TASK DETAILS
Whenever a line below includes the string "impl", show it.

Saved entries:
◇ ◇ ◇ ◇ ◇ ◇ ◇

//! Similarity scores, weights and thresholds.

use serde::{Deserialize, Serialize};
use sergeant_core::config::SergeantConfig;

/// Per-component scores for an unordered test pair, each in [0, 1].
#[derive(Debug, Clone, Copy, Default, PartialEq, Serialize, Deserialize)]
pub struct SimilarityResult {
    pub coverage: f64,
    pub mock: f64,
    pub exception: f64,
    pub structural: f64,
    pub overall: f64,
}

/// Classification thresholds.
#[derive(Debug, Clone, Copy, PartialEq, Serialize, Deserialize)]
pub struct Thresholds {
    pub exact_duplicate: f64,
    pub near_duplicate: f64,
    pub similar_pattern: f64,
}

impl Default for Thresholds {
    fn default() -> Self {
        Self {
            exact_duplicate: 0.98,
            near_duplicate: 0.85,
            similar_pattern: 0.70,
        }
    }
}

/// Partial threshold update. Values outside [0, 1] are ignored.
#[derive(Debug, Clone, Copy, Default, PartialEq)]
pub struct ThresholdUpdate {
    pub exact_duplicate: Option<f64>,
    pub near_duplicate: Option<f64>,
    pub similar_pattern: Option<f64>,
}

/// Resolved weights and thresholds for a [`super::SimilarityEngine`].
/// Weights are not required to sum to one.
#[derive(Debug, Clone, Copy, PartialEq)]
pub struct SimilarityConfig {
    pub coverage_weight: f64,
    pub mock_assertion_weight: f64,
    pub exception_weight: f64,
    pub structure_weight: f64,
    pub thresholds: Thresholds,
}

impl Default for SimilarityConfig {
    fn default() -> Self {
        Self {
            coverage_weight: 0.4,
            mock_assertion_weight: 0.3,
            exception_weight: 0.2,
            structure_weight: 0.1,
            thresholds: Thresholds::default(),
        }
    }
}

impl From<&SergeantConfig> for SimilarityConfig {
    fn from(config: &SergeantConfig) -> Self {
        let d = &config.duplicates;
        Self {
            coverage_weight: d.effective_coverage_weight(),
            mock_assertion_weight: d.effective_mock_assertion_weight(),
            exception_weight: d.effective_exception_weight(),
            structure_weight: d.effective_structure_weight(),
            thresholds: Thresholds {
                exact_duplicate: d.effective_exact_duplicate_threshold(),
                near_duplicate: d.effective_near_duplicate_threshold(),
                similar_pattern: d.effective_similar_pattern_threshold(),
            },
        }
    }
}

impl SimilarityConfig {
    pub fn overall(&self, coverage: f64, mock: f64, exception: f64, structural: f64) -> f64 {
        coverage * self.coverage_weight
            + mock * self.mock_assertion_weight
            + exception * self.exception_weight
            + structural * self.structure_weight
    }
}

◇ ◇ ◇ ◇ ◇ ◇ ◇

WRITTEN RESPONSE
impl Default for Thresholds {
impl Default for SimilarityConfig {
impl From<&SergeantConfig> for SimilarityConfig {
impl SimilarityConfig {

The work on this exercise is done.